Vers le 6 ème siècle, trois chefs se disputent la suprématie, Macliau au sud, Riwal au nord et Conomor à Carhaix. Grégoire est témoin de ces troubles. Canao de Vannes élimine ses frères, sauf Macliau qui se réfugie chez Conomor. Macliau devient évêque puis reprend l'épée quand son frère meurt (Canao). Pol Aurélien visita la cour de Conomor, le roi Marc'h, à Castle Dore près de Fowey, en Cornouailles britannique. Tristan (Drustanus) serait son fils.
Les moines condamnent les nombreux mariages de Conomor. Ce dernier attaque la Domnonée tandis que Judual se réfugie chez Childebert. Après la mort de Riwal, Conomor occupe une partie de la Domnonée. Les moines protestent auprès de Childebert. Mais Conomor finit par tout perdre en s'alliant avec Chramn, neveu de Childebert, fâché avec son père Clotaire. Clotaire le tue et ainsi Conomor se trouve dépourvu d'alliés Francs. Il est tué lui même près du Relecq en 560. Judual revient en Bretagne avec saint Samson, et récupère son trône ; Conomor avait demandé des renforts de grande Bretagne dont des Frisons. Les troupes débarquèrent à l’île Tristan sous le commandement de Tristan (Drustanus). Pourtant, Albert le Grand, qui conte cette histoire, ne connaissait pas le lien entre le roi Marc'h et Conomor. Après la mort de Conomor, le corps fut rapatrié à Castel Dore.
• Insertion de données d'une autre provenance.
use std::path::{Path, PathBuf};

use clap::{Args, Parser, Subcommand};
use serde_json::{Value, json};
use smrt_core::{TypeRegistry, compile_from};
use smrt_manifest::{IN_MEMORY_PATH, Manifest, RuntimeConfig};
use smrt_sqlite::{SqliteDatabase, SyncReport, generate_schema_sql, synchronize};
use tracing_subscriber::EnvFilter;

#[derive(Debug, Parser)]
#[command(name = "smrt")]
#[command(about = "Schema tooling for SMRT persistent objects")]
#[command(version)]
struct Cli {
    /// Runtime configuration YAML.
    #[arg(long, global = true)]
    config: Option<PathBuf>,
    /// Log filter directive (overrides RUST_LOG and the config file).
    #[arg(long, global = true)]
    log_level: Option<String>,
    #[command(subcommand)]
    command: Command,
}

#[derive(Debug, Subcommand)]
enum Command {
    /// Print the generated DDL for each type in a manifest.
    Schema(SchemaArgs),
    /// Create missing tables, columns, and triggers for every type in a manifest.
    Sync(SyncArgs),
    /// Compile a JSON filter object into a WHERE fragment and values.
    Where(WhereArgs),
    /// Inspect and verify manifest files.
    Manifest(ManifestArgs),
}

#[derive(Debug, Args)]
struct SchemaArgs {
    /// Path to the manifest JSON.
    #[arg(long)]
    manifest: PathBuf,
    /// Only print this type.
    #[arg(long = "type")]
    type_name: Option<String>,
}

#[derive(Debug, Args)]
struct SyncArgs {
    /// Path to the manifest JSON.
    #[arg(long)]
    manifest: PathBuf,
    /// Database file path (default: database.path from the config).
    #[arg(long)]
    db: Option<PathBuf>,
}

#[derive(Debug, Args)]
struct WhereArgs {
    /// Filter object, e.g. '{"price >": 100, "status": "active"}'.
    filter: String,
    /// First placeholder index.
    #[arg(long, default_value_t = 1)]
    start: usize,
}

#[derive(Debug, Args)]
struct ManifestArgs {
    #[command(subcommand)]
    operation: ManifestOperation,
}

#[derive(Debug, Subcommand)]
enum ManifestOperation {
    /// Verify the checksum and validate every type.
    Check(ManifestFileArgs),
    /// Print the manifest as YAML.
    Show(ManifestFileArgs),
}

#[derive(Debug, Args)]
struct ManifestFileArgs {
    /// Path to the manifest JSON.
    file: PathBuf,
}

fn main() {
    let cli = Cli::parse();

    if let Err(err) = run(cli) {
        eprintln!("error: {err}");
        std::process::exit(1);
    }
}

fn run(cli: Cli) -> Result<(), String> {
    let config = RuntimeConfig::load_or_default(cli.config.as_deref())
        .map_err(|e| format!("Failed to load config: {e}"))?;
    init_logging(cli.log_level.as_deref(), &config)?;

    match cli.command {
        Command::Schema(args) => run_schema(args),
        Command::Sync(args) => run_sync(args, &config),
        Command::Where(args) => run_where(args),
        Command::Manifest(args) => match args.operation {
            ManifestOperation::Check(a) => run_manifest_check(a),
            ManifestOperation::Show(a) => run_manifest_show(a),
        },
    }
}

/// Logs go to stderr. The filter comes from `--log-level`, then `RUST_LOG`,
/// then `logging.level` in the config.
fn init_logging(cli_level: Option<&str>, config: &RuntimeConfig) -> Result<(), String> {
    let filter = match cli_level {
        Some(level) => EnvFilter::try_new(level)
            .map_err(|e| format!("Invalid log level '{level}': {e}"))?,
        None => match EnvFilter::try_from_default_env() {
            Ok(filter) => filter,
            Err(_) => EnvFilter::try_new(&config.logging.level).map_err(|e| {
                format!("Invalid log level '{}': {e}", config.logging.level)
            })?,
        },
    };
    tracing_subscriber::fmt()
        .with_env_filter(filter)
        .with_writer(std::io::stderr)
        .with_target(false)
        .init();
    Ok(())
}

fn load_manifest(path: &Path) -> Result<Manifest, String> {
    let manifest = Manifest::load(path)
        .map_err(|e| format!("Failed to load manifest '{}': {e}", path.display()))?;
    manifest
        .verify_checksum()
        .map_err(|e| format!("Manifest '{}' failed verification: {e}", path.display()))?;
    tracing::debug!(
        path = %path.display(),
        types = manifest.types.len(),
        checksum = %manifest.checksum,
        "loaded manifest"
    );
    Ok(manifest)
}

fn load_registry(path: &Path) -> Result<TypeRegistry, String> {
    load_manifest(path)?
        .into_registry()
        .map_err(|e| format!("Failed to rebuild registry from '{}': {e}", path.display()))
}

fn run_schema(args: SchemaArgs) -> Result<(), String> {
    let registry = load_registry(&args.manifest)?;
    let descriptors = match &args.type_name {
        Some(name) => vec![
            registry
                .get(name)
                .ok_or_else(|| format!("Unknown type '{name}'"))?,
        ],
        None => registry.get_all(),
    };

    for (i, descriptor) in descriptors.iter().enumerate() {
        let sql = generate_schema_sql(descriptor)
            .map_err(|e| format!("Failed to generate schema for '{}': {e}", descriptor.name))?;
        if i > 0 {
            println!();
        }
        println!("-- {}", descriptor.name);
        println!("{sql}");
    }
    Ok(())
}

fn run_sync(args: SyncArgs, config: &RuntimeConfig) -> Result<(), String> {
    let registry = load_registry(&args.manifest)?;
    if config.registry.freeze_after_load {
        registry.freeze();
    }

    let db_path = args
        .db
        .unwrap_or_else(|| PathBuf::from(&config.database.path));
    let db = if db_path == Path::new(IN_MEMORY_PATH) {
        SqliteDatabase::open_in_memory()
    } else {
        SqliteDatabase::open(&db_path)
    }
    .map_err(|e| format!("Failed to open database '{}': {e}", db_path.display()))?;
    db.set_foreign_keys(config.database.foreign_keys)
        .map_err(|e| format!("Failed to configure database: {e}"))?;

    let mut report = SyncReport::default();
    for descriptor in registry.get_all() {
        let sql = generate_schema_sql(&descriptor)
            .map_err(|e| format!("Failed to generate schema for '{}': {e}", descriptor.name))?;
        let step = synchronize(&db, &sql)
            .map_err(|e| format!("Sync failed for '{}': {e}", descriptor.name))?;
        tracing::info!(
            type_name = %descriptor.name,
            table = %descriptor.table_name,
            tables_created = step.tables_created.len(),
            columns_added = step.columns_added.len(),
            "synchronized type"
        );
        report.merge(step);
    }

    println!("Sync complete for '{}':", db_path.display());
    println!("  Types: {}", registry.len());
    println!("  Tables created: {}", list_or_none(&report.tables_created));
    println!("  Columns added: {}", list_or_none(&report.columns_added));
    println!(
        "  Triggers installed: {}",
        list_or_none(&report.triggers_installed)
    );
    Ok(())
}

fn run_where(args: WhereArgs) -> Result<(), String> {
    let filter = match serde_json::from_str::<Value>(&args.filter) {
        Ok(Value::Object(map)) => map,
        Ok(_) => return Err("Filter must be a JSON object".to_string()),
        Err(e) => return Err(format!("Invalid filter JSON: {e}")),
    };
    let predicate =
        compile_from(&filter, args.start).map_err(|e| format!("Invalid filter: {e}"))?;
    tracing::debug!(conditions = filter.len(), start = args.start, "compiled filter");
    let next_index = predicate.next_index();
    let output = json!({
        "fragment": predicate.fragment,
        "values": predicate.values,
        "next_index": next_index,
    });
    let rendered = serde_json::to_string_pretty(&output)
        .map_err(|e| format!("Failed to render output: {e}"))?;
    println!("{rendered}");
    Ok(())
}

fn run_manifest_check(args: ManifestFileArgs) -> Result<(), String> {
    let manifest = load_manifest(&args.file)?;
    let problems = manifest.validate();
    if !problems.is_empty() {
        eprintln!("Problems in '{}':", args.file.display());
        for (type_name, problem) in &problems {
            eprintln!("  {type_name}: {problem}");
        }
        return Err(format!("{} problem(s) found", problems.len()));
    }
    println!(
        "Manifest OK: {} type(s), checksum {}",
        manifest.types.len(),
        manifest.checksum
    );
    Ok(())
}

fn run_manifest_show(args: ManifestFileArgs) -> Result<(), String> {
    let manifest = Manifest::load(&args.file)
        .map_err(|e| format!("Failed to load manifest '{}': {e}", args.file.display()))?;
    let yaml = manifest
        .to_yaml()
        .map_err(|e| format!("Failed to render manifest: {e}"))?;
    print!("{yaml}");
    Ok(())
}

fn list_or_none(items: &[String]) -> String {
    if items.is_empty() {
        "(none)".to_string()
    } else {
        items.join(", ")
    }
}
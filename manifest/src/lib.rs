//! Registry manifests and runtime configuration for SMRT.
//!
//! A [`Manifest`] is a checksummed JSON snapshot of a [`TypeRegistry`]
//! that code generators and the `smrt` CLI consume without linking the
//! application. [`RuntimeConfig`] is the YAML file the CLI reads for database,
//! registry, and logging settings.
//!
//! # Quick start
//!
//! ```no_run
//! use smrt_manifest::{Manifest, RuntimeConfig};
//!
//! let config = RuntimeConfig::load("smrt.yml").unwrap();
//! println!("database at {}", config.database.path);
//!
//! let manifest = Manifest::load("smrt-manifest.json").unwrap();
//! manifest.verify_checksum().unwrap();
//! for entry in &manifest.types {
//!     println!("{} -> {}", entry.name, entry.table_name);
//! }
//! ```
//!
//! [`TypeRegistry`]: smrt_core::TypeRegistry

mod config;
mod error;
mod manifest;

pub use config::{DatabaseConfig, IN_MEMORY_PATH, LoggingConfig, RegistryConfig, RuntimeConfig};
pub use error::{ManifestError, Result};
pub use manifest::{MANIFEST_SCHEMA_VERSION, Manifest, ManifestDiff, TypeManifest};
Macliau fut tué en 577. Son fils Waroc, le Erec de « Erec et Enide », lui succéda et devint le prince le plus puissant de Bretagne. Sa tombe serait dans la chapelle St André de Lomarec. La lignée de Judual, Judaël, puis Judicaël, acquit de la puissance. Judicaël, roi de Bretagne, bat les Francs puis conclut la paix avec Dagobert, étant l'ami de ses ministres, saint Éloi et saint Ouen. Judicaël se retira dans le monastère de Gaël tandis que son frère Josse fondait de nombreux monastères au nord de la France, notamment à Montreuil sur Mer (site ancien des Britanni) ou se réfugièrent les moines de Landevennec à la fin du millénaire).
Notes
1. John Morris, historien anglais, 1913-1977. Livre paru chez Charles Scribner's Sons, New York, 1973. Voici ce qu'en dit en.wikipedia, traduit par mes soins pour fr.wikipedia : L' "Age d'Arthur" (1973) est la première tentative d'un historien professionnel de décrire la Grande-Bretagne entre 350 et 650, à l'époque où le roi Arthur (que Morris considère comme un personnage historique authentique) aurait vécu. Le livre ne concerne pas exclusivement Arthur, mais aussi l'histoire de la Grande-Bretagne celtique à cette époque. Le livre comprend également des chapitres détaillés sur la Bretagne Armorique, au motif que sa population celtique, issue des migrations en provenance de Grande-Bretagne, montrait que la "petite Bretagne" était tout autant héritière de la Britannia romaine que ne l'étaient l'Angleterre, le pays de Galles, l'Irlande et l'Écosse. Bien que populaire auprès du public, le livre fut vivement critiqué par les historiens professionnels, et cela porta atteinte à la réputation de Morris aux yeux de nombre de ses pairs. David Dumville a lancé une attaque cinglante sur la méthodologie de Morris; DP Kirby et JE Caerwyn Williams, ont décrit le livre comme "un document érudit impressionnant", mais ils soutiennent que cette étude "s'effrite, après examen, dans un tissu enchevêtré de faits et de fantasmes, à la fois trompeurs et erronés". D'autres critiques, tels que James Campbell, étaient plus généreux, mais considéraient que l'Âge d'Arthur était tellement rempli de problèmes qu'il n'était vraiment utile qu'aux historiens professionnels qui pourraient départir les idées intéressantes des envolées fantastiques.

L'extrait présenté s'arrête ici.